One of Canada’s most famous and successful restaurateurs chronicles the ups and downs of being a successful woman in a famously sexist industry.

Restaurant memoirs are notoriously salacious, from the escapades of Anthony Bourdain’s Kitchen Confidential to the rash of waiter memoirs of recent years. Here, one of Canada’s most well-known restaurateurs offers something different: a confessional, observational autobiography that is as unapologetic as it is instructive. Agg may not be a household name in the United States, but her charcuterie-based restaurant empire—including The Black Hoof in Toronto and Agrikol in Montreal—is legendary north of the border. The narrative opens on a busy night as the author observes the rhythms and swells of her restaurant.
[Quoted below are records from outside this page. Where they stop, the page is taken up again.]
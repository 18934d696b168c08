use axum::{extract::State, http::Method, http::StatusCode, http::Uri, Json};
use seed_protocol::{EndpointIndex, ErrorBody, Liveness, RootDescriptor};

use crate::{router::paths, util, AppState};

/// Service descriptor and route group index.
#[utoipa::path(
    get,
    path = "/",
    tag = "Meta",
    operation_id = "root_doc",
    description = "Service name, version and the prefixes of each route group.",
    responses(
        (status = 200, description = "Service descriptor", body = RootDescriptor)
    )
)]
pub async fn root() -> Json<RootDescriptor> {
    Json(RootDescriptor {
        name: "AI-Seed API".into(),
        version: env!("CARGO_PKG_VERSION").into(),
        status: "running".into(),
        description: "Backend service for AI-Seed evolution engine".into(),
        endpoints: EndpointIndex {
            metrics: paths::METRICS.into(),
            health: paths::HEALTH.into(),
            paths: paths::PATHS.into(),
            evolution: paths::EVOLUTION.into(),
        },
    })
}

/// Process liveness check.
#[utoipa::path(
    get,
    path = "/health",
    tag = "Meta",
    operation_id = "liveness_doc",
    description = "Liveness check with process uptime and memory.",
    responses(
        (status = 200, description = "Process alive", body = Liveness)
    )
)]
pub async fn liveness(State(state): State<AppState>) -> Json<Liveness> {
    let process = state.process();
    Json(Liveness {
        status: "healthy".into(),
        timestamp: util::now_iso(),
        uptime: process.uptime_secs(),
        memory: process.memory(),
    })
}

/// Fallback for unmatched routes.
pub async fn not_found(method: Method, uri: Uri) -> (StatusCode, Json<ErrorBody>) {
    let path = uri
        .path_and_query()
        .map(|pq| pq.as_str().to_string())
        .unwrap_or_else(|| uri.path().to_string());
    (
        StatusCode::NOT_FOUND,
        Json(ErrorBody::new("Route not found").with_route(method.as_str(), path)),
    )
}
She also drops observations that seem casual but can be mapped back to give clues to her success. “Having the front and back function as a team rather than opponents begrudging each other at every opportunity isn’t just important, it’s essential,” she writes, “but it’s a new model, completely opposed to how it’s always been done.” Agg also offers a raw chronicle of her trials and tribulations, from burning out a starter marriage and suffering bankruptcy after her first venture to meeting her husband Roland Jean and launching The Black Hoof. To the delight of Toronto’s gossip circles, she also pulls back the curtain on her split with former partner and now celebrity chef Grant van Gameren. The book showcases a wealth of dichotomies, as the author is able to spin carnal anecdotes about sex and food but follow them up with an artful declaration of independence for every woman who suffers from sexism in the kitchen. Whimsical illustrations by friends and family of everything from a charcuterie board to a nude portrait of the author add to the book’s unique charms.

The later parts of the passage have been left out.